По всей видимости, тот, кого видел маг, спал, прикорнув где-то на А’лоа Глен. Он дышал хрипло и прерывисто, сердце стучало глухо и с перебоями.
Грэшим улыбнулся и отступил. Он не осмеливался заходить слишком далеко – мальчик, или, если говорить точнее, старик, был слишком силен в магии сновидений. Соваться в его сны – полнейшее безрассудство.
Освободившись, темный чародей быстро завершил заклинание и оглядел собственное тело – крепкое и здоровое. Глубоко вдохнул и медленно выдохнул.
Как хорошо быть молодым… молодым волшебником!
Джоак проснулся внезапно, его колотила дрожь. Простыни насквозь пропитались потом и липли к дряблому старческому телу. Кошмар так и стоял перед глазами – цельный и яркий. В глубине души он догадывался, что это не обычный сон, и чувствовал беспокойство. В его видении не было ничего от Плетения, ничего и от Предсказания. Больше всего оно походило на событие, произошедшее где-то.
– Грэшим, – проворчал он пустой комнате.
Пот быстро остывал, заставляя руки и ноги трястись в ознобе. Он глянул на занавешенные окна. Шторы трепетали под легким ветром, сквозь них пробивался рассвет.
Со стоном Джоак опустил ноги на пол. Труды прошлого дня и ночи выжали его досуха. Мышцы и суставы протестовали против малейшего движения. Но он знал, что только общество других людей поможет ему окончательно забыть о дурном сне.
Протянув руку, он взял посох, но едва ладонь коснулась каменного дерева, как ее пронзила жгучая боль. Джоак задохнулся и выпустил оружие. Искоса поглядел на посох. Его серая поверхность посветлела, стала грязно-белой. Потеки крови покрывали шероховатую поверхность, вытекая из разжавшейся ладони.

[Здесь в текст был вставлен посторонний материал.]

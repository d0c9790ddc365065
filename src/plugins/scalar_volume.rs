use crate::plugins::{add_to_scene, read_headers};
use crate::scene::Scene;
use crate::selection::{ImportPlugin, Loadable, PluginError};
use dicom_dictionary_std::uids;
use dicom_probe::DicomSummary;
use std::path::PathBuf;
use std::sync::Arc;

/// Modalities that never carry an image volume
const NON_IMAGE_MODALITIES: &[&str] = &["SEG", "RTSTRUCT", "RTPLAN", "RTDOSE", "SR", "PR", "KO"];

/// Claims image series, one loadable per series ordered by instance number
pub struct ScalarVolumePlugin {
    scene: Arc<dyn Scene>,
}

impl ScalarVolumePlugin {
    pub const NAME: &'static str = "scalar volume";

    pub fn new(scene: Arc<dyn Scene>) -> Self {
        Self { scene }
    }

    fn is_image(header: &DicomSummary) -> bool {
        let modality = header.modality_upper();
        !NON_IMAGE_MODALITIES.contains(&modality.as_str())
            && !header.has_sop_class(uids::SEGMENTATION_STORAGE)
            && !header.has_sop_class(uids::RT_STRUCTURE_SET_STORAGE)
    }
}

impl ImportPlugin for ScalarVolumePlugin {
    fn name(&self) -> &str {
        Self::NAME
    }

    fn examine(&self, file_groups: &[Vec<PathBuf>]) -> Result<Vec<Loadable>, PluginError> {
        // Series in order of first appearance
        let mut series: Vec<(Option<String>, Vec<DicomSummary>)> = Vec::new();
        for header in read_headers(file_groups).into_iter().filter(Self::is_image) {
            match series
                .iter_mut()
                .find(|(uid, _)| *uid == header.series_instance_uid)
            {
                Some((_, members)) => members.push(header),
                None => series.push((header.series_instance_uid.clone(), vec![header])),
            }
        }

        Ok(series
            .into_iter()
            .map(|(uid, mut members)| {
                members.sort_by_key(|h| h.instance_number.unwrap_or(i64::MAX));
                let name = members
                    .iter()
                    .find_map(|h| h.series_description.clone())
                    .or_else(|| uid.clone())
                    .unwrap_or_else(|| "Unnamed series".to_string());
                let files = members.into_iter().map(|h| h.path).collect();
                let loadable = Loadable::new(name, files);
                match uid {
                    Some(uid) => loadable.with_series(uid),
                    None => loadable,
                }
            })
            .collect())
    }

    fn load(&self, loadable: &Loadable) -> Result<(), PluginError> {
        add_to_scene(self.scene.as_ref(), Self::NAME, loadable)
    }
}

Выходит, забывшись, он не надел перчатку и случайно привел в действие оружие крови прикосновением голой кожи. Когда первоначальная боль отступила, Джоак встал. Взял посох. Тот стал легче, покорно отзывался на касания – а все благодаря магическому единению. Кроме того, в окаменевшей древесине он ощущал магию сновидений. Похоже, посох стал частью его тела.

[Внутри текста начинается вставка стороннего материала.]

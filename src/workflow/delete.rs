//! Confirm-then-delete against the remote host.

use crate::error::{Result, WorkflowError};
use crate::remote::RemoteRepository;
use crate::uri::RemoteUri;
use std::sync::Arc;
use tracing::{debug, info};

/// Where the delete workflow stands
#[derive(Debug, Clone, Copy, PartialEq, Eq)]
pub enum DeleteState {
    Pending,
    Confirmed,
    Cancelled,
}

/// A choice made in the confirmation prompt
#[derive(Debug, Clone, PartialEq, Eq)]
pub enum Decision {
    Confirm,
    Cancel,
    /// Neither affirmative nor negative; ignored
    Other(String),
}

impl Decision {
    /// Interpret a button label: anything containing "ok" confirms, anything
    /// containing "cancel" cancels (case-insensitive).
    pub fn from_button_text(text: &str) -> Self {
        let lower = text.to_lowercase();
        if lower.contains("ok") {
            Decision::Confirm
        } else if lower.contains("cancel") {
            Decision::Cancel
        } else {
            Decision::Other(text.to_string())
        }
    }
}

/// Presents the yes/no question
pub trait ConfirmPrompt: Send + Sync {
    fn show(&self, message: &str);
}

/// The browser/tree the user selected the resource in
pub trait SelectionView: Send + Sync {
    fn current_uri(&self) -> String;

    /// Drop the (now deleted) current item from the view
    fn remove_current_item(&self);
}

pub struct DeleteWorkflow {
    remote: Arc<dyn RemoteRepository>,
    view: Arc<dyn SelectionView>,
    prompt: Arc<dyn ConfirmPrompt>,
    resource_name: String,
    state: DeleteState,
}

impl DeleteWorkflow {
    pub fn new(
        remote: Arc<dyn RemoteRepository>,
        view: Arc<dyn SelectionView>,
        prompt: Arc<dyn ConfirmPrompt>,
        resource_name: impl Into<String>,
    ) -> Self {
        Self {
            remote,
            view,
            prompt,
            resource_name: resource_name.into(),
            state: DeleteState::Pending,
        }
    }

    pub fn state(&self) -> DeleteState {
        self.state
    }

    pub fn confirmation_message(&self) -> String {
        format!(
            "Are you sure you want to delete the '{}' from Xnat?",
            self.resource_name
        )
    }

    /// Show the prompt. Safe to call repeatedly.
    pub fn request_confirmation(&self) {
        self.prompt.show(&self.confirmation_message());
    }

    /// Apply the user's choice. Only a pending workflow reacts; a confirmed
    /// delete that fails at the remote leaves the view untouched and returns
    /// the error.
    pub async fn on_decision(&mut self, decision: Decision) -> Result<DeleteState> {
        if self.state != DeleteState::Pending {
            debug!("Ignoring decision {:?} in state {:?}", decision, self.state);
            return Ok(self.state);
        }

        match decision {
            Decision::Confirm => {
                self.state = DeleteState::Confirmed;
                let uri = RemoteUri::new(self.view.current_uri());
                let target = uri.deletion_target().to_string();

                info!("Deleting '{}' ({})", self.resource_name, target);
                self.remote
                    .delete(&target)
                    .await
                    .map_err(|source| WorkflowError::RemoteDeleteFailed {
                        target: target.clone(),
                        source,
                    })?;

                self.view.remove_current_item();
            }
            Decision::Cancel => {
                info!("Delete of '{}' cancelled", self.resource_name);
                self.state = DeleteState::Cancelled;
            }
            Decision::Other(label) => {
                debug!("Decision '{}' is neither confirm nor cancel", label);
            }
        }
        Ok(self.state)
    }
}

Обратившись к посоху, Джоак потянул тоненькую струйку магии. Маленькая роза выросла из умывальника, наполовину заполненного водой. Он припомнил, когда последний раз создавал подобную игрушку. Ночная пустыня, Шишон, прикорнувшая между Кеслой и ним, роза из песка и снов, которую он создал, чтобы успокоить напуганного ребенка.

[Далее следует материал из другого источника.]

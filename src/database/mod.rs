//! Local DICOM index contract and the registration retry policy.

use std::path::{Path, PathBuf};
use thiserror::Error;
use tracing::warn;

pub mod redb_index;

pub use redb_index::RedbDicomDatabase;

#[derive(Debug, Error)]
pub enum DatabaseError {
    /// The index exists but its schema was never created
    #[error("DICOM database is uninitialized")]
    Uninitialized,

    #[error("DICOM database storage error: {0}")]
    Storage(#[from] redb::Error),

    #[error("Failed to prepare DICOM database at '{path}': {source}")]
    Io {
        path: PathBuf,
        #[source]
        source: std::io::Error,
    },
}

pub type Result<T> = std::result::Result<T, DatabaseError>;

/// Patient / study / series / file index of local DICOM instances
pub trait DicomDatabase: Send + Sync {
    /// Every indexed file
    fn all_files(&self) -> Result<Vec<PathBuf>>;

    fn patients(&self) -> Result<Vec<String>>;

    fn studies_for_patient(&self, patient: &str) -> Result<Vec<String>>;

    fn series_for_study(&self, study: &str) -> Result<Vec<String>>;

    fn files_for_series(&self, series: &str) -> Result<Vec<PathBuf>>;

    /// Index a batch of files, returning how many were accepted.
    /// Fails with [`DatabaseError::Uninitialized`] before [`initialize`](Self::initialize).
    fn register_files(&self, files: &[PathBuf]) -> Result<usize>;

    /// Create the index schema. Idempotent.
    fn initialize(&self) -> Result<()>;

    /// Location of the backing store, for user-facing messages
    fn location(&self) -> Option<&Path> {
        None
    }
}

/// Register `files`, initializing the database and retrying exactly once if
/// it reports itself uninitialized. A second failure is returned as is.
pub fn register_with_retry(db: &dyn DicomDatabase, files: &[PathBuf]) -> Result<usize> {
    match db.register_files(files) {
        Err(DatabaseError::Uninitialized) => {
            warn!("🗄️  DICOM database is uninitialized, initializing it and retrying");
            db.initialize()?;
            db.register_files(files)
        }
        other => other,
    }
}
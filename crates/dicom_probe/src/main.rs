use clap::Parser;
use dicom_probe as probe;
use std::path::PathBuf;
use walkdir::WalkDir;

#[derive(Parser, Debug)]
#[command(
    name = "dicom-probe",
    about = "Print the identifying header of DICOM files as JSON"
)]
struct Cli {
    /// Files or directories to probe; directories are walked recursively
    #[arg(required = true)]
    inputs: Vec<PathBuf>,

    /// Also report files that are not DICOM
    #[arg(long)]
    verbose: bool,
}

fn main() -> anyhow::Result<()> {
    let cli = Cli::parse();
    let mut summaries = Vec::new();

    for input in &cli.inputs {
        for entry in WalkDir::new(input).sort_by_file_name() {
            let entry = entry?;
            if !entry.file_type().is_file() {
                continue;
            }
            match probe::probe_file(entry.path()) {
                Ok(summary) => summaries.push(summary),
                Err(e) if cli.verbose => eprintln!("skipped: {}", e),
                Err(_) => {}
            }
        }
    }

    println!("{}", serde_json::to_string_pretty(&summaries)?);
    Ok(())
}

Опустив посох, Джоак развязал заклинание, и цветок исчез, будто его и не было. Даже рябь не побежала по поверхности воды.
Всего-навсего сон.
Воспоминание о Кесле повергло его в горькую печаль. Он зажал посох сгибом локтя, убрал с него ладонь. Хватит магии и безнадежных мечтаний.
Как только связь разорвалась, посох цвета слоновой кости опять стал уныло-серым. Натянув на кисть перчатку, Джоак вновь взялся за него и зашаркал к старинному платяному шкафу. Измученный снами и кошмарами, он хотел скорее оказаться среди людей.
И все-таки, пока он одевался, кошмар стоял у него перед глазами. Джоак вновь видел темного мага Грэшима, стоящего посреди лесной поляны, заваленной внутренностями и тушами зверей. Перед магом торчал воткнутый в землю белый посох, увенчанный облаком тьмы. Глаза чародея смотрели на Джоака, излучая злую радость. Но ужаснее всего оказалась внешность колдуна – отливающие золотом каштановые волосы, гладкая кожа, прямая спина и сияющие глаза. Джоак увидел в нем собственную молодость, которая дразнила его, близкая, но недосягаемая.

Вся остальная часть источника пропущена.